Arizona
ngela termina de poner el vestido de tul rosado en el maniquí. La figura ocupa el centro de la vitrina en donde se exhiben accesorios y adornos que complementan el atavío de quinceañeras y damas de honor. Te quedó bonito
, le dice Raquel, la otra dependienta de La gran ilusión.
Ángela abandona el aparador y se acerca a la puerta para atraer a los clientes. Desde allí mira los vestidos de fiesta ordenados en los exhibidores. Para evitar robos, el dueño de la tienda ordenó que los trajes y las estolas permanecieran asegurados con cadenas. Al verlas, Ángela recuerda la fotografía en el periódico de los cuatro indocumentados sometidos a juicio en Tucson, en espera de la cárcel o la deportación.

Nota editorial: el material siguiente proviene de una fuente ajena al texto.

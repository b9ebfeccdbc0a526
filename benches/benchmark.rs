use criterion::{black_box, criterion_group, criterion_main, Criterion};
use image::{DynamicImage, ImageBuffer, ImageOutputFormat, Rgba};
use screenshot_api::{
    EncodeOptions, Fingerprint, ImageEncoder, OutputFormat, RasterEncoder, RateLimitConfig,
    RateLimiter, SafetyGate, ScreenshotParams,
};
use std::io::Cursor;
use std::time::{Duration, Instant};

#[cfg(feature = "integration_benchmarks")]
use screenshot_api::{
    CacheDirective, CacheStore, CaptureCoordinator, CaptureRequest, ChromiumRenderer, Config,
    CoordinatorSettings, PageRenderer, StatsCollector,
};
#[cfg(feature = "integration_benchmarks")]
use std::sync::Arc;
#[cfg(feature = "integration_benchmarks")]
use tokio::runtime::Runtime;

// Fast settings for all benchmarks
fn configure_fast_group(group: &mut criterion::BenchmarkGroup<criterion::measurement::WallTime>) {
    group.warm_up_time(Duration::from_millis(500));
    group.measurement_time(Duration::from_millis(500));
    group.sample_size(20);
}

fn sample_capture(width: u32, height: u32) -> Vec<u8> {
    let img = ImageBuffer::from_fn(width, height, |x, y| {
        Rgba([(x % 256) as u8, (y % 256) as u8, ((x + y) % 256) as u8, 255])
    });
    let mut out = Vec::new();
    DynamicImage::ImageRgba8(img)
        .write_to(&mut Cursor::new(&mut out), ImageOutputFormat::Png)
        .unwrap();
    out
}

// === UNIT BENCHMARKS ===

fn benchmark_fingerprint(c: &mut Criterion) {
    let mut group = c.benchmark_group("fingerprint");
    configure_fast_group(&mut group);

    group.bench_function("compute", |b| {
        b.iter(|| {
            let key = Fingerprint::compute(
                black_box("https://example.com/some/long/path?with=query"),
                1200,
                630,
                false,
                OutputFormat::Webp,
                true,
            );
            black_box(key);
        });
    });

    group.bench_function("from_filename", |b| {
        let name = Fingerprint::compute("https://example.com/", 1200, 630, false, OutputFormat::Png, false)
            .filename();
        b.iter(|| black_box(Fingerprint::from_filename(black_box(&name))));
    });

    group.finish();
}

fn benchmark_safety_gate(c: &mut Criterion) {
    let mut group = c.benchmark_group("safety_gate");
    configure_fast_group(&mut group);

    let gate = SafetyGate::new();
    let test_urls = vec![
        "https://example.com",
        "http://example.com/path?q=1",
        "http://169.254.169.254/latest/meta-data",
        "https://example.com/%252e%252e/javascript%3Aalert(1)",
        "invalid-url",
    ];

    group.bench_function("evaluate", |b| {
        b.iter(|| {
            for url in &test_urls {
                let _ = black_box(gate.evaluate(url));
            }
        });
    });

    group.finish();
}

fn benchmark_param_validation(c: &mut Criterion) {
    let mut group = c.benchmark_group("param_validation");
    configure_fast_group(&mut group);

    let params = ScreenshotParams {
        width: Some(1280),
        height: Some(720),
        format: Some("jpeg".to_string()),
        quality: Some(85),
        crop_x: Some(0),
        crop_y: Some(0),
        crop_width: Some(640),
        crop_height: Some(360),
        ..ScreenshotParams::for_url("https://example.com/")
    };

    group.bench_function("validate", |b| {
        b.iter(|| {
            let _ = black_box(screenshot_api::validate_params(black_box(&params)));
        });
    });

    group.finish();
}

fn benchmark_rate_limiter(c: &mut Criterion) {
    let mut group = c.benchmark_group("rate_limiter");
    configure_fast_group(&mut group);

    let limiter = RateLimiter::new(RateLimitConfig {
        max_requests: u32::MAX,
        ..Default::default()
    });
    let clients: Vec<String> = (0..256).map(|i| format!("10.0.{}.{}", i / 16, i % 16)).collect();

    group.bench_function("admit", |b| {
        let mut i = 0usize;
        b.iter(|| {
            i = (i + 1) % clients.len();
            black_box(limiter.admit_at(&clients[i], Instant::now()));
        });
    });

    group.finish();
}

fn benchmark_encoder(c: &mut Criterion) {
    let mut group = c.benchmark_group("encoder");
    configure_fast_group(&mut group);

    let raw = sample_capture(600, 315);
    for format in [OutputFormat::Jpeg, OutputFormat::Webp] {
        let options = EncodeOptions {
            format,
            quality: 80,
            crop: None,
        };
        group.bench_function(format.as_str(), |b| {
            b.iter(|| black_box(RasterEncoder.encode(&raw, &options).unwrap()));
        });
    }

    group.finish();
}

fn benchmark_format_utilities(c: &mut Criterion) {
    let mut group = c.benchmark_group("format_utilities");
    configure_fast_group(&mut group);

    let test_durations = vec![Duration::from_millis(100), Duration::from_secs(5)];
    let test_byte_sizes: Vec<u64> = vec![1024, 1048576];

    group.bench_function("format_duration", |b| {
        b.iter(|| {
            for duration in &test_durations {
                let formatted = screenshot_api::format_duration(*duration);
                black_box(formatted);
            }
        });
    });

    group.bench_function("format_bytes", |b| {
        b.iter(|| {
            for size in &test_byte_sizes {
                let formatted = screenshot_api::format_bytes(*size);
                black_box(formatted);
            }
        });
    });

    group.finish();
}

// === INTEGRATION BENCHMARKS (require Chrome) ===

#[cfg(feature = "integration_benchmarks")]
fn benchmark_real_world_capture(c: &mut Criterion) {
    let rt = Runtime::new().unwrap();
    let mut group = c.benchmark_group("real_world_capture");
    configure_fast_group(&mut group);

    let dir = tempfile::tempdir().unwrap();
    let config = Config::default();
    let (coordinator, renderer) = rt.block_on(async {
        let store = CacheStore::open(dir.path()).await.unwrap();
        let renderer = Arc::new(ChromiumRenderer::launch(config.browser.clone()).await.unwrap());
        let coordinator = CaptureCoordinator::new(
            store,
            renderer.clone(),
            Arc::new(StatsCollector::new()),
            CoordinatorSettings::from_config(&config),
        );
        (coordinator, renderer)
    });

    let url = url::Url::parse("https://example.com/").unwrap();

    group.bench_function("refresh", |b| {
        b.iter(|| {
            rt.block_on(async {
                let mut request = CaptureRequest::with_defaults(url.clone());
                request.cache = CacheDirective::Refresh;
                black_box(coordinator.resolve(&request).await.is_ok());
            })
        });
    });

    group.bench_function("cache_hit", |b| {
        b.iter(|| {
            rt.block_on(async {
                let request = CaptureRequest::with_defaults(url.clone());
                black_box(coordinator.resolve(&request).await.is_ok());
            })
        });
    });

    rt.block_on(renderer.shutdown());
    group.finish();
}

// === BENCHMARK GROUPS ===

criterion_group!(
    unit_benches,
    benchmark_fingerprint,
    benchmark_safety_gate,
    benchmark_param_validation,
    benchmark_rate_limiter,
    benchmark_encoder,
    benchmark_format_utilities,
);

#[cfg(feature = "integration_benchmarks")]
criterion_group!(integration_benches, benchmark_real_world_capture);

#[cfg(feature = "integration_benchmarks")]
criterion_main!(unit_benches, integration_benches);

#[cfg(not(feature = "integration_benchmarks"))]
criterion_main!(unit_benches);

El periodista que los entrevistó hizo hincapié en su actitud derrotada, en sus voces titubeantes y en el rumor metálico que seguía a todos sus movimientos, señal de que los hombres aguardaban el veredicto encadenados. De esta manera se les daba el trato de criminales y no de trabajadores que, como Pablo, emigraron a Arizona en busca de empleo.
Cuando Ángela descubrió la imagen se quedó analizándola para asegurarse de que ninguno de los cuatro detenidos era Pablo. Eso no impide que un día pueda ser él uno más de esos mexicanos perseguidos y humillados. Antes de que eso suceda ella tratará de impedirlo enviándole una carta a la gobernadora de Arizona, Jan Brewer.
II
Tiene ese nombre escrito con letra de molde en dos papeles. Uno lo pegó en la puerta del refrigerador, entre calcomanías de jitomates sonrientes, nabos con sombrero y cuentas por pagar; el otro está bajo la imagen de bulto de San Judas Tadeo. Ángela confía en que el santo de las causas imposibles logre ablandar el corazón de Jan Brewer.
La muchacha se extraña de la familiaridad con que pronuncia el nombre de una persona lejana, desconocida, ajena a ella. Más la sorprende pensar que de esa mujer dependa ahora el futuro de tantas familias mexicanas como la suya.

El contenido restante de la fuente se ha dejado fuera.